The biggest buzz at Nor Shipping was created by the exhibitors who chose to promote their wares by painting the bodies of almost-naked young women on their stand. The event organisers instructed the exhibitor to desist from sexist marketing and issued an apologetic press release. It’s hard to really believe shipping is an authentically 21st century industry when organisations still favour such crude and ineffective communication techniques.
We took a look around the sprawling exhibition space; was there much new to be seen? The short answer is: not really. Wartsila launched a new engine - their most efficient ever. But no gamechanger. An international exhibition is as much about being present and networking and in that regard Nor-Shipping is very successful - judging by the number of parties hosted each evening.
New to this year’s event was a presentation forum where shipping industry leaders and experts in commerce, law and technology shared thoughts and views. The biggest on-trend concepts being discussed were ‘big data’ and ‘automation’. Professor Richard Clegg, MD, LR Foundation was fascinating about how much data was currently, and how much more would be in the future, available from ships and shipping. He spoke of ‘Smart Materials’ that would be able to tell you when they were wearing out and that, over time, the data would reveal patterns so maintenance could be pre-empted to save money. Oskar Levander VP Marine, Rolls-Royce combined both themes developing his autonomous ship vision pointing to the use of Big Data to make humans on board redundant.

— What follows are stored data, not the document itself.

//! Preference profiles: the comparison target the matcher scores against.
//!
//! A profile is either entered explicitly by the user or learned from their
//! favorites and journal. Learned profiles are recomputed on every scoring
//! call; nothing here is cached.

use serde::{Deserialize, Serialize};
use thiserror::Error;

use crate::FlavorProfile;

/// Maximum number of preferred styles a profile carries.
pub const MAX_PREFERRED_STYLES: usize = 3;

/// Errors returned by [`PriceRange::new`].
#[derive(Debug, Error, PartialEq, Eq)]
pub enum PriceRangeError {
    /// The lower bound exceeded the upper bound.
    #[error("price range lower bound {min} exceeds upper bound {max}")]
    Inverted {
        /// Rejected lower bound.
        min: u32,
        /// Rejected upper bound.
        max: u32,
    },
}

/// Inclusive price band in whole currency units.
///
/// Bounds are unsigned, so a negative band is unrepresentable; an inverted
/// band is rejected at construction.
///
/// # Examples
/// ```
/// use backbar_core::PriceRange;
///
/// let band = PriceRange::new(20, 60).expect("valid band");
/// assert!(band.contains(20));
/// assert!(!band.contains(61));
/// ```
#[derive(Debug, Clone, Copy, PartialEq, Eq, Serialize, Deserialize)]
pub struct PriceRange {
    min: u32,
    max: u32,
}

impl PriceRange {
    /// Validate and construct a band.
    ///
    /// # Errors
    /// Returns [`PriceRangeError::Inverted`] when `min > max`.
    pub const fn new(min: u32, max: u32) -> Result<Self, PriceRangeError> {
        if min > max {
            return Err(PriceRangeError::Inverted { min, max });
        }
        Ok(Self { min, max })
    }

    /// Lower bound.
    #[must_use]
    pub const fn min(self) -> u32 {
        self.min
    }

    /// Upper bound.
    #[must_use]
    pub const fn max(self) -> u32 {
        self.max
    }

    /// Whether `price` falls inside the band.
    #[must_use]
    pub const fn contains(self, price: u32) -> bool {
        self.min <= price && price <= self.max
    }
}

/// The user's taste preferences, explicit or learned.
///
/// # Examples
/// ```
/// use backbar_core::{FlavorProfile, PreferenceProfile};
///
/// let profile = PreferenceProfile::new(FlavorProfile::default())
///     .with_style("red")
///     .with_style("stout");
/// assert!(profile.prefers_style("Red"));
/// assert_eq!(profile.preferred_styles().len(), 2);
/// ```
#[derive(Debug, Clone, PartialEq, Serialize, Deserialize)]
#[serde(rename_all = "camelCase")]
pub struct PreferenceProfile {
    preferred_styles: Vec<String>,
    price_range: Option<PriceRange>,
    flavor: FlavorProfile,
    avoid_high_tannins: bool,
}

impl PreferenceProfile {
    /// Construct a profile around a flavor target, with no styles, no price
    /// band, and no tannin aversion.
    #[must_use]
    pub const fn new(flavor: FlavorProfile) -> Self {
        Self {
            preferred_styles: Vec::new(),
            price_range: None,
            flavor,
            avoid_high_tannins: false,
        }
    }

    /// Append a preferred style while returning `self` for chaining.
    ///
    /// The list is most-favored first and capped at
    /// [`MAX_PREFERRED_STYLES`]; duplicates (case-insensitive) and styles
    /// beyond the cap are ignored.
    #[must_use]
    pub fn with_style(mut self, style: impl Into<String>) -> Self {
        let style = style.into();
        if self.preferred_styles.len() < MAX_PREFERRED_STYLES && !self.prefers_style(&style) {
            self.preferred_styles.push(style);
        }
        self
    }

    /// Set the price band while returning `self` for chaining.
    #[must_use]
    pub const fn with_price_range(mut self, range: PriceRange) -> Self {
        self.price_range = Some(range);
        self
    }

    /// Mark the profile as tannin-averse.
    #[must_use]
    pub const fn avoiding_high_tannins(mut self) -> Self {
        self.avoid_high_tannins = true;
        self
    }

    /// Preferred styles, most-favored first.
    #[must_use]
    pub fn preferred_styles(&self) -> &[String] {
        &self.preferred_styles
    }

    /// The price band, when one is set.
    #[must_use]
    pub const fn price_range(&self) -> Option<PriceRange> {
        self.price_range
    }

    /// The flavor target.
    #[must_use]
    pub const fn flavor(&self) -> FlavorProfile {
        self.flavor
    }

    /// Whether tannic beverages should be penalised.
    #[must_use]
    pub const fn avoid_high_tannins(&self) -> bool {
        self.avoid_high_tannins
    }

    /// Whether `style` is among the preferred styles (case-insensitive).
    #[must_use]
    pub fn prefers_style(&self, style: &str) -> bool {
        self.preferred_styles
            .iter()
            .any(|preferred| preferred.eq_ignore_ascii_case(style))
    }
}

impl Default for PreferenceProfile {
    /// A profile with the default flavor target and nothing else.
    fn default() -> Self {
        Self::new(FlavorProfile::default())
    }
}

Dr Martin Stopford’s key message was Big Data could squeeze 30% financial and efficiency savings out of shipping through new business models predicated on “management rather than gambling”. Dr Stopford declared shippings’ existing modus operandi to be a ‘dead parrot’ -which as all Monty Python fans know was a Norwegian parrot! 3D printing or ‘additive manufacturing’ threatened the shipping industry, as many of the finished goods currently moved by sea could be ‘emailed’; whilst simultaneously providing opportunities for printing spare parts on board. In renewables NorsePower announced the results of their test of a lightweight material flettner rotor revealing fuels savings of 2.6% had been accrued. Bore the ship owner was pleasantly pleased.

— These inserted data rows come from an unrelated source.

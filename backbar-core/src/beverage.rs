//! Catalog beverages: read-only snapshots the engine scores but never
//! mutates.
//!
//! Snapshots deserialize directly from the hosted backend's camelCase JSON
//! payloads. Mutation (stock, pricing, favorites) is owned by the catalog
//! provider; the engine only reads.

use serde::{Deserialize, Serialize};

use crate::FlavorProfile;

/// Identifier for a beverage within the catalog snapshot.
pub type BeverageId = u64;

/// Broad beverage families carried by the catalog.
///
/// # Examples
/// ```
/// use std::str::FromStr;
/// use backbar_core::BeverageCategory;
///
/// assert_eq!(BeverageCategory::NonAlcoholic.as_str(), "non-alcoholic");
/// assert_eq!(
///     BeverageCategory::from_str("wine"),
///     Ok(BeverageCategory::Wine)
/// );
/// ```
#[derive(Debug, Clone, Copy, PartialEq, Eq, Hash, Serialize, Deserialize)]
#[serde(rename_all = "kebab-case")]
pub enum BeverageCategory {
    /// Still, sparkling, and fortified wines.
    Wine,
    /// Beers and ciders.
    Beer,
    /// Neat spirits.
    Spirit,
    /// Mixed drinks.
    Cocktail,
    /// Alcohol-free options.
    NonAlcoholic,
}

impl BeverageCategory {
    /// Return the category as a lowercase `&str`.
    #[must_use]
    pub const fn as_str(self) -> &'static str {
        match self {
            Self::Wine => "wine",
            Self::Beer => "beer",
            Self::Spirit => "spirit",
            Self::Cocktail => "cocktail",
            Self::NonAlcoholic => "non-alcoholic",
        }
    }
}

impl std::fmt::Display for BeverageCategory {
    fn fmt(&self, f: &mut std::fmt::Formatter<'_>) -> std::fmt::Result {
        f.write_str(self.as_str())
    }
}

impl std::str::FromStr for BeverageCategory {
    type Err = String;

    fn from_str(s: &str) -> Result<Self, Self::Err> {
        match s.to_lowercase().as_str() {
            "wine" => Ok(Self::Wine),
            "beer" => Ok(Self::Beer),
            "spirit" => Ok(Self::Spirit),
            "cocktail" => Ok(Self::Cocktail),
            "non-alcoholic" => Ok(Self::NonAlcoholic),
            _ => Err(format!("unknown beverage category '{s}'")),
        }
    }
}

fn default_available() -> bool {
    true
}

/// One catalog entry, as snapshotted from the backing store.
///
/// # Examples
/// ```
/// use backbar_core::{Beverage, BeverageCategory, FlavorProfile};
///
/// let malbec = Beverage::new(3, "Mendoza Malbec", BeverageCategory::Wine, "red")
///     .with_price(38)
///     .with_flavor(FlavorProfile::new(4, 2, 4, 3).expect("valid profile"))
///     .with_pairings(["Steak", "Empanadas"]);
/// assert!(malbec.available);
/// assert_eq!(malbec.food_pairings.len(), 2);
/// ```
#[derive(Debug, Clone, PartialEq, Serialize, Deserialize)]
#[serde(rename_all = "camelCase")]
pub struct Beverage {
    /// Unique identifier within the catalog.
    pub id: BeverageId,
    /// Display name.
    pub name: String,
    /// Broad family.
    pub category: BeverageCategory,
    /// Style within the category, e.g. "red" for wine or "ipa" for beer.
    pub style: String,
    /// List price in whole currency units, when known.
    #[serde(default)]
    pub price: Option<u32>,
    /// Dishes the venue recommends alongside this beverage.
    #[serde(default)]
    pub food_pairings: Vec<String>,
    /// Tasting attributes, when captured.
    #[serde(default)]
    pub flavor: Option<FlavorProfile>,
    /// Highlighted by staff.
    #[serde(default)]
    pub featured: bool,
    /// Currently pourable.
    #[serde(default = "default_available", alias = "inStock")]
    pub available: bool,
}

impl Beverage {
    /// Construct an available, unfeatured beverage with no optional data.
    #[must_use]
    pub fn new(
        id: BeverageId,
        name: impl Into<String>,
        category: BeverageCategory,
        style: impl Into<String>,
    ) -> Self {
        Self {
            id,
            name: name.into(),
            category,
            style: style.into(),
            price: None,
            food_pairings: Vec::new(),
            flavor: None,
            featured: false,
            available: true,
        }
    }

    /// Set the list price while returning `self` for chaining.
    #[must_use]
    pub fn with_price(mut self, price: u32) -> Self {
        self.price = Some(price);
        self
    }

    /// Set the tasting attributes while returning `self` for chaining.
    #[must_use]
    pub fn with_flavor(mut self, flavor: FlavorProfile) -> Self {
        self.flavor = Some(flavor);
        self
    }

    /// Set the recommended dishes while returning `self` for chaining.
    #[must_use]
    pub fn with_pairings<I, S>(mut self, pairings: I) -> Self
    where
        I: IntoIterator<Item = S>,
        S: Into<String>,
    {
        self.food_pairings = pairings.into_iter().map(Into::into).collect();
        self
    }

    /// Mark the beverage as a staff highlight.
    #[must_use]
    pub fn with_featured(mut self) -> Self {
        self.featured = true;
        self
    }

    /// Mark the beverage as currently unavailable.
    #[must_use]
    pub fn unavailable(mut self) -> Self {
        self.available = false;
        self
    }

    /// Tasting attributes, substituting the default profile when absent.
    #[must_use]
    pub fn flavor_or_default(&self) -> FlavorProfile {
        self.flavor.unwrap_or_default()
    }
}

In truth when we stepped out of the event and remembered that the German Chancellor is a woman, as is the Head of the IMF, and that the oil industry majors were pleading for a carbon tax and then learn that G7 leaders have committed to a total decarbonisation programme it felt that shipping was still stuck in the 20th century.
And the exhibitors with the painted ladies - no one can remember their name.